При таком сценарии победителей не будет, но логика этого безумия заставляет, к сожалению, учитывать возможность таких событий. Всегда стоит готовиться к худшему. Систему ПРО, которую США создают в Польше и Румынии, решили расширить по той причине, которую мы называем прямо: из-за угрозы ядерной атаки со стороны Ирана или других угроз, которые могут появиться. Ближний Восток очень нестабилен. Опасность исходит также от Северной Кореи, хотя эта угроза не настолько реальна. Я знаю, что россияне смотрят на это иначе. Я прекрасно понимаю их позицию, их точку зрения.
Россия поддерживала с Западом тесные контакты, мы хотели быть прозрачными, хотели, чтобы она наблюдала за тем, что у нас происходит, и понимала это. Таким был элемент наших совместных договоров. Прозрачность для нас — ключевой аспект, поэтому россияне до сих пор могут следить за нашими объектами, а мы за российскими. Если эта прозрачность существует, очень хорошо. Готов ли Путин применить ядерное оружие? Я так не думаю. Но подготовиться следует ко всему. Мы не знаем, кто придет после Путина, возможно, это будет кто-то еще более опасный. Поэтому противоракетная оборона и шаги, которые предпринимаются в этом направлении, абсолютно необходимы. Это оборонительные системы, которые никому не угрожают. Такого рода действия разумны в становящимся все более сложным мире, в котором сталкивается все больше разных интересов и влияний. Следует всегда смотреть на 20 лет вперед, не зацикливаться на современных проблемах, а готовиться к тому, что будет происходить в будущем.
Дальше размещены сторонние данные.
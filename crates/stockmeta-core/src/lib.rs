//! stockmeta core - multi-provider AI runtime for stock-media metadata.
//!
//! One capability interface ([`AiProvider`]) fronts cloud vision APIs, a local
//! inference server and ONNX classifiers. The [`MetadataGenerator`] drives any
//! of them to produce submission-ready fields for a photo:
//!
//! ```text
//! image → title → description → keywords → categories per photobank → editorial flag
//! ```
//!
//! # Usage
//!
//! ```rust,ignore
//! use stockmeta_core::{AiFactory, Config, ContentBlock, GenerationRequest, MetadataGenerator, PromptManager};
//!
//! #[tokio::main]
//! async fn main() -> stockmeta_core::Result<()> {
//!     let config = Config::load()?;
//!     let provider = AiFactory::from_config(&config).create_from_model_selector("openai/gpt-4o")?;
//!     let prompts = PromptManager::load(config.generation.prompts_path().as_deref());
//!     let generator = MetadataGenerator::new(provider, prompts)
//!         .with_photobank_categories(config.photobanks.0.clone());
//!
//!     let image = ContentBlock::image_file("./lake.jpg".as_ref()).await?;
//!     let metadata = generator.generate(&GenerationRequest::new(image)).await?;
//!     println!("{}: {:?}", metadata.title, metadata.keywords);
//!     Ok(())
//! }
//! ```

pub mod config;
pub mod discovery;
pub mod error;
pub mod factory;
pub mod message;
pub mod metadata;
pub mod output;
pub mod prompt;
pub mod provider;

pub use config::Config;
pub use discovery::{DiscoveredFile, MediaDiscovery};
pub use error::{ConfigError, ProviderError, ProviderResult, Result, StockmetaError};
pub use factory::{available_models, AiFactory, ProviderOptions};
pub use message::{AiResponse, ContentBlock, Message, Role, Usage};
pub use metadata::{EditorialContext, GeneratedMetadata, GenerationRequest, MetadataGenerator};
pub use output::{MetadataRecord, OutputFormat, OutputWriter};
pub use prompt::{CharacterLimits, EditTag, PromptManager};
pub use provider::{
    AiProvider, BatchJob, BatchResult, BatchStatus, GenerationOptions, ModelInfo, ProviderStats,
    TextStream,
};

/// Library version.
pub const VERSION: &str = env!("CARGO_PKG_VERSION");
//! Checkpoint-based neural network providers.
//!
//! A [`NeuralBackend`] supplies the model-specific stages: build, checkpoint
//! load/save, preprocess, forward pass, postprocess. [`NeuralNetworkProvider`]
//! owns the loaded model, runs the three-stage pipeline, and times the
//! forward pass. Inference is CPU-bound and runs inline on the calling task.

use async_trait::async_trait;
use std::path::{Path, PathBuf};
use std::sync::Mutex;
use std::time::{Duration, Instant};

use super::batch::{local_job_id, validate_batch_input};
use super::{
    ensure_input_supported, AiProvider, BatchJob, BatchResult, BatchStatus, GenerationOptions,
    ModelInfo, ProviderStats, TextStream,
};
use crate::error::ProviderError;
use crate::message::{AiResponse, Message, Usage};

/// Model-specific stages of a neural provider.
pub trait NeuralBackend: Send + Sync {
    type Model: Send;
    type Input;
    type Output;

    fn name(&self) -> &str;

    fn model_name(&self) -> &str;

    /// Construct the model with its initial weights.
    fn build_model(&self) -> Result<Self::Model, ProviderError>;

    /// Restore weights from a checkpoint file.
    fn load_checkpoint(&self, model: &mut Self::Model, path: &Path) -> Result<(), ProviderError>;

    /// Persist weights. Parent directories already exist.
    fn save_checkpoint(&self, model: &Self::Model, path: &Path) -> Result<(), ProviderError>;

    /// Switch to inference mode. No-op for runtimes without a training mode.
    fn set_eval_mode(&self, _model: &mut Self::Model) {}

    fn preprocess_messages(&self, messages: &[Message]) -> Result<Self::Input, ProviderError>;

    fn forward_pass(
        &self,
        model: &mut Self::Model,
        input: Self::Input,
        options: &GenerationOptions,
    ) -> Result<Self::Output, ProviderError>;

    fn postprocess_output(&self, output: Self::Output) -> Result<String, ProviderError>;

    fn supports_images(&self) -> bool;
}

#[derive(Debug, Default, Clone, Copy)]
struct InferenceStats {
    total_inferences: u64,
    average_inference_ms: f64,
}

impl InferenceStats {
    fn record(&mut self, elapsed: Duration) {
        let ms = elapsed.as_secs_f64() * 1000.0;
        self.total_inferences += 1;
        let n = self.total_inferences as f64;
        self.average_inference_ms += (ms - self.average_inference_ms) / n;
    }
}

/// Neural provider assembled from a backend plus model ownership and timing.
pub struct NeuralNetworkProvider<B: NeuralBackend> {
    backend: B,
    checkpoint_path: Option<PathBuf>,
    model: Mutex<Option<B::Model>>,
    stats: Mutex<InferenceStats>,
}

impl<B: NeuralBackend> NeuralNetworkProvider<B> {
    pub fn new(backend: B, checkpoint_path: Option<PathBuf>) -> Self {
        Self {
            backend,
            checkpoint_path,
            model: Mutex::new(None),
            stats: Mutex::new(InferenceStats::default()),
        }
    }

    pub fn backend(&self) -> &B {
        &self.backend
    }

    pub fn is_loaded(&self) -> bool {
        self.model.lock().map(|m| m.is_some()).unwrap_or(false)
    }

    fn lock_model(&self) -> Result<std::sync::MutexGuard<'_, Option<B::Model>>, ProviderError> {
        self.model.lock().map_err(|e| ProviderError::Inference {
            model: self.backend.model_name().to_string(),
            message: format!("model lock poisoned: {e}"),
        })
    }

    /// Build the model, restore the configured checkpoint if present, enter eval mode.
    pub fn load_model(&self) -> Result<(), ProviderError> {
        let mut model = self.backend.build_model()?;
        if let Some(path) = &self.checkpoint_path {
            if path.exists() {
                self.backend.load_checkpoint(&mut model, path)?;
                tracing::info!("{}: restored checkpoint {:?}", self.name(), path);
            } else {
                tracing::warn!(
                    "{}: checkpoint {:?} not found, using built weights",
                    self.name(),
                    path
                );
            }
        }
        self.backend.set_eval_mode(&mut model);
        *self.lock_model()? = Some(model);
        tracing::info!("{}: model {} loaded", self.name(), self.model());
        Ok(())
    }

    pub fn unload_model(&self) -> Result<(), ProviderError> {
        *self.lock_model()? = None;
        Ok(())
    }

    /// Persist the loaded model. Fails with `NotLoaded` before `load_model`.
    pub fn save_model(&self, path: &Path) -> Result<(), ProviderError> {
        let guard = self.lock_model()?;
        let model = guard.as_ref().ok_or_else(|| ProviderError::NotLoaded {
            model: self.backend.model_name().to_string(),
        })?;
        if let Some(parent) = path.parent() {
            if !parent.as_os_str().is_empty() {
                std::fs::create_dir_all(parent)?;
            }
        }
        self.backend.save_checkpoint(model, path)
    }

    fn run_pipeline(
        &self,
        messages: &[Message],
        options: &GenerationOptions,
    ) -> Result<AiResponse, ProviderError> {
        if !self.is_loaded() {
            self.load_model()?;
        }
        let input = self.backend.preprocess_messages(messages)?;

        let mut guard = self.lock_model()?;
        let model = guard.as_mut().ok_or_else(|| ProviderError::NotLoaded {
            model: self.backend.model_name().to_string(),
        })?;
        let start = Instant::now();
        let output = self.backend.forward_pass(model, input, options)?;
        let elapsed = start.elapsed();
        drop(guard);

        if let Ok(mut stats) = self.stats.lock() {
            stats.record(elapsed);
        }

        let content = self.backend.postprocess_output(output)?;
        let usage = Usage {
            inference_ms: Some(elapsed.as_millis() as u64),
            ..Default::default()
        };
        Ok(AiResponse::new(content, self.backend.model_name())
            .with_usage(usage)
            .with_finish_reason("stop"))
    }
}

#[async_trait]
impl<B: NeuralBackend> AiProvider for NeuralNetworkProvider<B> {
    fn name(&self) -> &str {
        self.backend.name()
    }

    fn model(&self) -> &str {
        self.backend.model_name()
    }

    async fn generate_text(
        &self,
        messages: &[Message],
        options: &GenerationOptions,
    ) -> Result<AiResponse, ProviderError> {
        ensure_input_supported(self.name(), self.supports_images(), messages)?;
        self.run_pipeline(messages, options)
    }

    async fn generate_text_stream(
        &self,
        _messages: &[Message],
        _options: &GenerationOptions,
    ) -> Result<TextStream, ProviderError> {
        Err(ProviderError::not_supported(self.name(), "streaming"))
    }

    async fn create_batch_job(
        &self,
        messages_list: &[Vec<Message>],
        custom_ids: &[String],
        options: &GenerationOptions,
    ) -> Result<BatchJob, ProviderError> {
        validate_batch_input(messages_list, custom_ids)?;

        let mut job = BatchJob::new(local_job_id(), BatchStatus::Completed);
        for (messages, custom_id) in messages_list.iter().zip(custom_ids) {
            let response = match self.generate_text(messages, options).await {
                Ok(response) => response,
                Err(e) => {
                    tracing::warn!("{}: batch item {custom_id} failed: {e}", self.name());
                    AiResponse::error(self.model(), e)
                }
            };
            job.results.push(BatchResult {
                custom_id: custom_id.clone(),
                response,
            });
        }
        Ok(job)
    }

    async fn get_batch_job(&self, _job_id: &str) -> Result<BatchJob, ProviderError> {
        Err(ProviderError::not_supported(self.name(), "batch job polling"))
    }

    async fn cancel_batch_job(&self, _job_id: &str) -> bool {
        false
    }

    fn supports_images(&self) -> bool {
        self.backend.supports_images()
    }

    fn supports_streaming(&self) -> bool {
        false
    }

    /// Batches run synchronously; the returned job is already `Completed`.
    fn supports_batch(&self) -> bool {
        true
    }

    fn model_info(&self) -> ModelInfo {
        ModelInfo {
            provider: self.name().to_string(),
            model: self.model().to_string(),
            supports_images: self.supports_images(),
            supports_streaming: false,
            supports_batch: true,
            context_window: None,
        }
    }

    fn usage_stats(&self) -> ProviderStats {
        let stats = self.stats.lock().map(|s| *s).unwrap_or_default();
        ProviderStats::Neural {
            total_inferences: stats.total_inferences,
            average_inference_ms: stats.average_inference_ms,
        }
    }

    fn timeout(&self) -> Duration {
        Duration::from_secs(120)
    }
}
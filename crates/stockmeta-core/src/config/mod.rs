//! Configuration management for stockmeta.
//!
//! Configuration is loaded from the platform config dir (`config.toml`) with
//! sensible defaults. Every section is optional in the file.

mod types;
mod validate;

pub use types::*;

use crate::error::ConfigError;
use serde::{Deserialize, Serialize};
use std::path::{Path, PathBuf};

/// Root configuration structure.
#[derive(Debug, Clone, Default, Serialize, Deserialize)]
#[serde(default)]
pub struct Config {
    /// Retry, rate-limit and timeout policy
    pub runtime: RuntimeConfig,

    /// Metadata generation settings
    pub generation: GenerationConfig,

    /// Available categories per photobank
    pub photobanks: PhotobanksConfig,

    /// Provider settings
    pub providers: ProvidersConfig,

    /// Media discovery settings
    pub discovery: DiscoveryConfig,

    /// Logging settings
    pub logging: LoggingConfig,
}

impl Config {
    /// Load configuration from the default location.
    ///
    /// Returns default configuration if the file doesn't exist.
    pub fn load() -> Result<Self, ConfigError> {
        let path = Self::default_path();
        if path.exists() {
            Self::load_from(&path)
        } else {
            Ok(Self::default())
        }
    }

    /// Load configuration from a specific file path.
    pub fn load_from(path: &Path) -> Result<Self, ConfigError> {
        let content = std::fs::read_to_string(path)?;
        Self::from_toml(&content)
    }

    /// Parse and validate a TOML document.
    pub fn from_toml(content: &str) -> Result<Self, ConfigError> {
        let config: Config = toml::from_str(content)?;
        config.validate()?;
        Ok(config)
    }

    /// Get the default config file path.
    ///
    /// - macOS: ~/Library/Application Support/com.stockmeta.stockmeta/config.toml
    /// - Linux: ~/.config/stockmeta/config.toml
    /// - Windows: C:\Users\<User>\AppData\Roaming\stockmeta\config\config.toml
    ///
    /// Falls back to ~/.stockmeta/config.toml if directory detection fails.
    pub fn default_path() -> PathBuf {
        directories::ProjectDirs::from("com", "stockmeta", "stockmeta")
            .map(|dirs| dirs.config_dir().to_path_buf().join("config.toml"))
            .unwrap_or_else(|| {
                let home = std::env::var("HOME").unwrap_or_else(|_| ".".to_string());
                PathBuf::from(home).join(".stockmeta").join("config.toml")
            })
    }

    /// Serialize the config to a pretty TOML string.
    pub fn to_toml(&self) -> Result<String, ConfigError> {
        toml::to_string_pretty(self).map_err(|e| ConfigError::ValidationError(e.to_string()))
    }
}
— Вы упомянули Ближний Восток, сказав, что это очень нестабильный регион, который никогда не был таким нестабильным, как сейчас. Можно ли победить «исламское государство», не задействуя американские сухопутные силы?
— Присутствие войск на местности не решит проблем Ближнего Востока. Вспомним, что бывали случаи, когда это только ухудшало ситуацию. Вторжение в Ирак положило начало дестабилизации Ближнего Востока и проблемам в очередных странах. В итоге, потратив триллионы долларов, мы ушли оттуда, потому что иракцы, те, кому мы, по нашему мнению помогали, считали нас оккупантами. Военные силы могут сыграть определенную роль, но я не думаю, что нам нужно посылать военных непосредственно в регион конфликта. То, что мы делаем сейчас, то есть специальные операции, например, на севере Сирии, мне кажется верным. Однако жители региона должны сами заняться своими проблемами. Мы можем принимать участие, помогать, поддерживать их, чтобы обеспечить некую платформу стабильности, но для этого нужны дипломатические, а не военные усилия.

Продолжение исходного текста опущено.